Assigned task: The answer should consist of every record, reproduced exactly.

##### Available records #####

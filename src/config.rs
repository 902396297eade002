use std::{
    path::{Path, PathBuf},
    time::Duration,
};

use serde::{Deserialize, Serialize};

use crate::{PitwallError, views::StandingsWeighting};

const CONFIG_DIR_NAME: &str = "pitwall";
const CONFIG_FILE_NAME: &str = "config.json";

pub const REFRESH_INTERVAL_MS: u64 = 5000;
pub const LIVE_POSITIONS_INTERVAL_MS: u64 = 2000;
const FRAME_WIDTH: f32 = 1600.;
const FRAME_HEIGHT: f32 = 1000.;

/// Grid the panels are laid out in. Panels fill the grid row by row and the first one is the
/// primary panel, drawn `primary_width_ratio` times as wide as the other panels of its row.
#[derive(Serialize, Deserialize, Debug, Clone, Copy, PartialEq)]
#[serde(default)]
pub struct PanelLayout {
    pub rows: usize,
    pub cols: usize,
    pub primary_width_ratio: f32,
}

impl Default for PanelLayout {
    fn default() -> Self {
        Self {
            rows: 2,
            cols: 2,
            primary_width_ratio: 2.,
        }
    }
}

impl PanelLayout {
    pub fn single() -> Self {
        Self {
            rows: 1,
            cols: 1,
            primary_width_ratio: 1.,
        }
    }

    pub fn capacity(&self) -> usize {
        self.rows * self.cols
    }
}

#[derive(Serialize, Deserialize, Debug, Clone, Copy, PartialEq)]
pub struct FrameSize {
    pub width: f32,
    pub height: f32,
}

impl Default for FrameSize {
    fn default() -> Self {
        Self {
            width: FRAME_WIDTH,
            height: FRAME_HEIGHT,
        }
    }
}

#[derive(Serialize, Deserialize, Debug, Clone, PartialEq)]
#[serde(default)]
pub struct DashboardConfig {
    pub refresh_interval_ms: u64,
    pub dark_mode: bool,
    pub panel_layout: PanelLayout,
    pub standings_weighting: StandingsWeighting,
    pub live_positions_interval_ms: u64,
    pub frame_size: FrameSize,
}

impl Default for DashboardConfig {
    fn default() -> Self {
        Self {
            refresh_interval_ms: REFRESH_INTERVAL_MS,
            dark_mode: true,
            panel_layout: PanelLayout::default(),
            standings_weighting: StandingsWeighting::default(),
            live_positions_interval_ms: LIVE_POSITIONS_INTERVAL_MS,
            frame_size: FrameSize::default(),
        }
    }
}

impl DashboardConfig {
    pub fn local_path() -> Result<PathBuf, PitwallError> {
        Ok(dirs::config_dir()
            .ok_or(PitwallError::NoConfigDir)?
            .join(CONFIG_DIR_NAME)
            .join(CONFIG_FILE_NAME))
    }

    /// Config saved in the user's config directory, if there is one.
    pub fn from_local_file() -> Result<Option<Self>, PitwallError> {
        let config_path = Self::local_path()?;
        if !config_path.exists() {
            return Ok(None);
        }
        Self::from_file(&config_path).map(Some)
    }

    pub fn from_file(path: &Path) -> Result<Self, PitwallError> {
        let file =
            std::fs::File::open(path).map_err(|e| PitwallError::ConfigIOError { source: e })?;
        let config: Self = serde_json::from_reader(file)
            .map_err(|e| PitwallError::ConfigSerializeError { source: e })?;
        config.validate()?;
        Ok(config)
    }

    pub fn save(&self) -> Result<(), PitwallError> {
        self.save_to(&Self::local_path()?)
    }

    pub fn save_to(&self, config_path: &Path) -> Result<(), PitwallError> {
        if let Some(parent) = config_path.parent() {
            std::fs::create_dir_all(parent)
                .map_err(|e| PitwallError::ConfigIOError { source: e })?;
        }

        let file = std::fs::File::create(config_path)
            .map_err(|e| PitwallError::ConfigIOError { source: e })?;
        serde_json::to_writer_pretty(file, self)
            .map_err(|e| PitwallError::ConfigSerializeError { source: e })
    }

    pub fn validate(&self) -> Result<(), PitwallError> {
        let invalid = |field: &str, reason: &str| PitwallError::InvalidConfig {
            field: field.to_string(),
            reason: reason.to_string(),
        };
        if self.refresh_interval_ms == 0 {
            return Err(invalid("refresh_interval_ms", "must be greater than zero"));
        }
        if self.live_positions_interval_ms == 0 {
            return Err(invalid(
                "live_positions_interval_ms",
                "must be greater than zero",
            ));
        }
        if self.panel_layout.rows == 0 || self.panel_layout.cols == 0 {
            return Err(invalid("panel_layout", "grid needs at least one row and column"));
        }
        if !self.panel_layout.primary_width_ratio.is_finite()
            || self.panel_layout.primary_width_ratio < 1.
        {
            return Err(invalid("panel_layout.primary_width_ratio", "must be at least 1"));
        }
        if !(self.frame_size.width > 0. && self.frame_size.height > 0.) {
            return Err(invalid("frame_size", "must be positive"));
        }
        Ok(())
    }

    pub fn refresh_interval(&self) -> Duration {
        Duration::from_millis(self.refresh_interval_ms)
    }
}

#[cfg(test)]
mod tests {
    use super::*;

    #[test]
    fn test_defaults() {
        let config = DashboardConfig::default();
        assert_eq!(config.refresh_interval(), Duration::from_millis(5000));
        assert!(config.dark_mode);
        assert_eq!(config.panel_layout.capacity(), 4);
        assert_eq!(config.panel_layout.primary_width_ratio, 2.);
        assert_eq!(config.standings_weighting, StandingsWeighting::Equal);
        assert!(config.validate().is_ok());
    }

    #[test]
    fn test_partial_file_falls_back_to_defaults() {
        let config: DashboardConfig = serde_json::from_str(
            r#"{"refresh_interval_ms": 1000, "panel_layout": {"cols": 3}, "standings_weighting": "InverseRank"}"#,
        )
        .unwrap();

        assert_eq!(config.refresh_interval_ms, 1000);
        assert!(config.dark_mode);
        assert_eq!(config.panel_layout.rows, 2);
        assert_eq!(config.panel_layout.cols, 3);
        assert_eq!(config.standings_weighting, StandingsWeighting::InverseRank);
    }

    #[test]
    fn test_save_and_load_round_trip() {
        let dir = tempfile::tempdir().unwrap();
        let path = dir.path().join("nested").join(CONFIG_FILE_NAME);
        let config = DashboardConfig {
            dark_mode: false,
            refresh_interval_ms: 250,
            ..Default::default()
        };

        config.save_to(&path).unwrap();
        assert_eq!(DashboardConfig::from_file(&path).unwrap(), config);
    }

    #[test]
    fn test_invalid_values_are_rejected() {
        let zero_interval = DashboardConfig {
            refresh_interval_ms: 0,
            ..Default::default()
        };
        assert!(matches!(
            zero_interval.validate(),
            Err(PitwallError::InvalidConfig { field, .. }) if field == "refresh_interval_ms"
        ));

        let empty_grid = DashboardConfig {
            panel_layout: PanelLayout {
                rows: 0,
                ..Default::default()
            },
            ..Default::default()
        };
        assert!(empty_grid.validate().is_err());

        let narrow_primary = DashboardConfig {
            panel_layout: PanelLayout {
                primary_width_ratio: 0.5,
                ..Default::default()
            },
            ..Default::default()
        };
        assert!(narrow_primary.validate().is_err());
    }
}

#####

Final answer:
filename src/config.rs
repository 902396297eade002
use std::{
    path::{Path, PathBuf},
    time::Duration,
};

use serde::{Deserialize, Serialize};

use crate::{PitwallError, views::StandingsWeighting};

const CONFIG_DIR_NAME: &str = "pitwall";
const CONFIG_FILE_NAME: &str = "config.json";

pub const REFRESH_INTERVAL_MS: u64 = 5000;
pub const LIVE_POSITIONS_INTERVAL_MS: u64 = 2000;
const FRAME_WIDTH: f32 = 1600.;
const FRAME_HEIGHT: f32 = 1000.;

/// Grid the panels are laid out in. Panels fill the grid row by row and the first one is the
/// primary panel, drawn `primary_width_ratio` times as wide as the other panels of its row.
#[derive(Serialize, Deserialize, Debug, Clone, Copy, PartialEq)]
#[serde(default)]
pub struct PanelLayout {
    pub rows: usize,
    pub cols: usize,
    pub primary_width_ratio: f32,
}

impl Default for PanelLayout {
    fn default() -> Self {
        Self {
            rows: 2,
            cols: 2,
            primary_width_ratio: 2.,
        }
    }
}

impl PanelLayout {
    pub fn single() -> Self {
        Self {
            rows: 1,
            cols: 1,
            primary_width_ratio: 1.,
        }
    }

    pub fn capacity(&self) -> usize {
        self.rows * self.cols
    }
}

#[derive(Serialize, Deserialize, Debug, Clone, Copy, PartialEq)]
pub struct FrameSize {
    pub width: f32,
    pub height: f32,
}

impl Default for FrameSize {
    fn default() -> Self {
        Self {
            width: FRAME_WIDTH,
            height: FRAME_HEIGHT,
        }
    }
}

#[derive(Serialize, Deserialize, Debug, Clone, PartialEq)]
#[serde(default)]
pub struct DashboardConfig {
    pub refresh_interval_ms: u64,
    pub dark_mode: bool,
    pub panel_layout: PanelLayout,
    pub standings_weighting: StandingsWeighting,
    pub live_positions_interval_ms: u64,
    pub frame_size: FrameSize,
}

impl Default for DashboardConfig {
    fn default() -> Self {
        Self {
            refresh_interval_ms: REFRESH_INTERVAL_MS,
            dark_mode: true,
            panel_layout: PanelLayout::default(),
            standings_weighting: StandingsWeighting::default(),
            live_positions_interval_ms: LIVE_POSITIONS_INTERVAL_MS,
            frame_size: FrameSize::default(),
        }
    }
}

impl DashboardConfig {
    pub fn local_path() -> Result<PathBuf, PitwallError> {
        Ok(dirs::config_dir()
            .ok_or(PitwallError::NoConfigDir)?
            .join(CONFIG_DIR_NAME)
            .join(CONFIG_FILE_NAME))
    }

    /// Config saved in the user's config directory, if there is one.
    pub fn from_local_file() -> Result<Option<Self>, PitwallError> {
        let config_path = Self::local_path()?;
        if !config_path.exists() {
            return Ok(None);
        }
        Self::from_file(&config_path).map(Some)
    }

    pub fn from_file(path: &Path) -> Result<Self, PitwallError> {
        let file =
            std::fs::File::open(path).map_err(|e| PitwallError::ConfigIOError { source: e })?;
        let config: Self = serde_json::from_reader(file)
            .map_err(|e| PitwallError::ConfigSerializeError { source: e })?;
        config.validate()?;
        Ok(config)
    }

    pub fn save(&self) -> Result<(), PitwallError> {
        self.save_to(&Self::local_path()?)
    }

    pub fn save_to(&self, config_path: &Path) -> Result<(), PitwallError> {
        if let Some(parent) = config_path.parent() {
            std::fs::create_dir_all(parent)
                .map_err(|e| PitwallError::ConfigIOError { source: e })?;
        }

        let file = std::fs::File::create(config_path)
            .map_err(|e| PitwallError::ConfigIOError { source: e })?;
        serde_json::to_writer_pretty(file, self)
            .map_err(|e| PitwallError::ConfigSerializeError { source: e })
    }

    pub fn validate(&self) -> Result<(), PitwallError> {
        let invalid = |field: &str, reason: &str| PitwallError::InvalidConfig {
            field: field.to_string(),
            reason: reason.to_string(),
        };
        if self.refresh_interval_ms == 0 {
            return Err(invalid("refresh_interval_ms", "must be greater than zero"));
        }
        if self.live_positions_interval_ms == 0 {
            return Err(invalid(
                "live_positions_interval_ms",
                "must be greater than zero",
            ));
        }
        if self.panel_layout.rows == 0 || self.panel_layout.cols == 0 {
            return Err(invalid("panel_layout", "grid needs at least one row and column"));
        }
        if !self.panel_layout.primary_width_ratio.is_finite()
            || self.panel_layout.primary_width_ratio < 1.
        {
            return Err(invalid("panel_layout.primary_width_ratio", "must be at least 1"));
        }
        if !(self.frame_size.width > 0. && self.frame_size.height > 0.) {
            return Err(invalid("frame_size", "must be positive"));
        }
        Ok(())
    }

    pub fn refresh_interval(&self) -> Duration {
        Duration::from_millis(self.refresh_interval_ms)
    }
}

#[cfg(test)]
mod tests {
    use super::*;

    #[test]
    fn test_defaults() {
        let config = DashboardConfig::default();
        assert_eq!(config.refresh_interval(), Duration::from_millis(5000));
        assert!(config.dark_mode);
        assert_eq!(config.panel_layout.capacity(), 4);
        assert_eq!(config.panel_layout.primary_width_ratio, 2.);
        assert_eq!(config.standings_weighting, StandingsWeighting::Equal);
        assert!(config.validate().is_ok());
    }

    #[test]
    fn test_partial_file_falls_back_to_defaults() {
        let config: DashboardConfig = serde_json::from_str(
            r#"{"refresh_interval_ms": 1000, "panel_layout": {"cols": 3}, "standings_weighting": "InverseRank"}"#,
        )
        .unwrap();

        assert_eq!(config.refresh_interval_ms, 1000);
        assert!(config.dark_mode);
        assert_eq!(config.panel_layout.rows, 2);
        assert_eq!(config.panel_layout.cols, 3);
        assert_eq!(config.standings_weighting, StandingsWeighting::InverseRank);
    }

    #[test]
    fn test_save_and_load_round_trip() {
        let dir = tempfile::tempdir().unwrap();
        let path = dir.path().join("nested").join(CONFIG_FILE_NAME);
        let config = DashboardConfig {
            dark_mode: false,
            refresh_interval_ms: 250,
            ..Default::default()
        };

        config.save_to(&path).unwrap();
        assert_eq!(DashboardConfig::from_file(&path).unwrap(), config);
    }

    #[test]
    fn test_invalid_values_are_rejected() {
        let zero_interval = DashboardConfig {
            refresh_interval_ms: 0,
            ..Default::default()
        };
        assert!(matches!(
            zero_interval.validate(),
            Err(PitwallError::InvalidConfig { field, .. }) if field == "refresh_interval_ms"
        ));

        let empty_grid = DashboardConfig {
            panel_layout: PanelLayout {
                rows: 0,
                ..Default::default()
            },
            ..Default::default()
        };
        assert!(empty_grid.validate().is_err());

        let narrow_primary = DashboardConfig {
            panel_layout: PanelLayout {
                primary_width_ratio: 0.5,
                ..Default::default()
            },
            ..Default::default()
        };
        assert!(narrow_primary.validate().is_err());
    }
}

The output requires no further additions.